The flight controller must receive valid MAVLink GPS_INPUT at 5-10Hz with position accuracy ≤50m for 80% of frames — without this, the UAV cannot navigate in GPS-denied airspace.

## Stage 2 Goal

Refactor the inherited stage1 MVP into a hexagonal/ports-and-adapters architecture with explicit DI composition root, integrate selected concept-level ideas from `try02`, formalize acceptance criteria with testable numerics, and add a real-flight integration fixture (Azaion 10.05.2026).

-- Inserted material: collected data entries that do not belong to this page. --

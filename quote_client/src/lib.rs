//! Quote consumer: a streaming client that mirrors the generator into a local cache,
//! plus an HTTP read API over that cache.
//!
//! - `cache` — `QuoteCache`, the thread-safe symbol → price mirror.
//! - `streaming` — `StreamingClient`, the reconnecting subscription that feeds the cache.
//! - `api` — axum router serving `/health`, `/quotes` and `/quotes/{symbol}`.
//! - `args` — command-line and environment configuration.
pub mod api;
pub mod args;
pub mod cache;
pub mod streaming;

pub use cache::QuoteCache;
pub use streaming::{ClientConfig, ClientState, StreamingClient};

## Stage 2 Target Features

**Architecture:**
- Hexagonal layout — `src/gps_denied/components/{vio, satellite_matcher, gpr, anchor_verifier, safety_state, flight_recorder, mavlink_io, coordinate_transforms}/` with `protocol.py` + concrete impls per component
- Hot-path types as `@dataclass(slots=True, frozen=True)` for `FrameState`, `IMUSample`, `PositionEstimate`; Pydantic kept only at REST/config/DB boundaries
- Composition root `pipeline/composition.py` with explicit DI for env-specific wiring (jetson/x86_dev/ci/sitl)
- Per-environment config — `config/{jetson,x86_dev,ci,sitl}.yaml` driven by pydantic-settings
- `core/` retained for concentrated math (ESKF, factor graph, RANSAC) — single-file pure functions

**try02 concept integration:**
- Acceptance Criteria document — formal AC-1.x…AC-NEW-x with numeric thresholds, validation methods, test linkage
- Safety Anchor State Machine — separate layer over ESKF owning `source_label` (`satellite_anchored`/`vo_extrapolated`/`dead_reckoned`), monotonic covariance growth, anchor age, tile write eligibility
- Geometry-gated Anchor Verifier — formal accept/reject gates (inliers, MRE, reprojection error) before anchor enters ESKF
- Flight Data Recorder (FDR) — append-only event log with bounded segment storage and health states
- Conditional VPR invocation — DINOv2 forward only on re-loc triggers; steady-state geometric prior
- Multi-scale VPR chunks — 600-800m ground-footprint chunks at 40-50% overlap, decoupled from storage tiles, fine (z=20) + coarse (z=17) scales
- Source label + anchor_age_ms emitted in every GPS_INPUT estimate
- Visual blackout handling — switch to `dead_reckoned` ≤400ms, monotonic covariance growth, `VISUAL_BLACKOUT_IMU_ONLY` STATUSTEXT @ 1-2Hz
- Spoofing-promotion latency monitor — promote own estimate to FC primary within <3s of detected real-GPS health drop
- Test taxonomy — `tests/{unit,integration,blackbox,sitl,e2e}/`
- Dual-channel MAVLink design — `GPS_INPUT` primary (v1 only), `ODOMETRY` auxiliary scaffolded behind feature flag for v1.1
- Structured JSON logging with `correlation_id` (frame_id) per-frame
- CLI tool `gps_denied replay --tlog ... --video ...`
- Real-flight integration fixture — Azaion 10.05.2026 as `tests/integration/azaion_flight/`

## Stage 2 Explicit Non-Goals

- BASALT VIO backend — cuVSLAM remains primary (aarch64) with ORB-SLAM3 as CI baseline
- Pydantic on the per-frame hot path — dataclasses replace it
- Mandatory PostgreSQL — SQLite remains the embedded default
- Microservice processes / IPC — single-process architecture preserved
- Folder-per-component split for `core/` math files — ESKF/factor graph stay concentrated
- Mid-flight tile generation + write-back to Suite (AC-8.4) — deferred to Stage 3
- Production hardware validation on Jetson — deferred to Stage 3

## Future Stages (parking lot)

- **Stage 3 candidates:** Jetson hardware validation, mid-flight tile generation + Suite write-back, ODOMETRY channel enabled, AC-NEW-1 cold-boot benchmark, BASALT evaluation if cuVSLAM blockers emerge

## Out of Scope (across all stages, unless re-opened)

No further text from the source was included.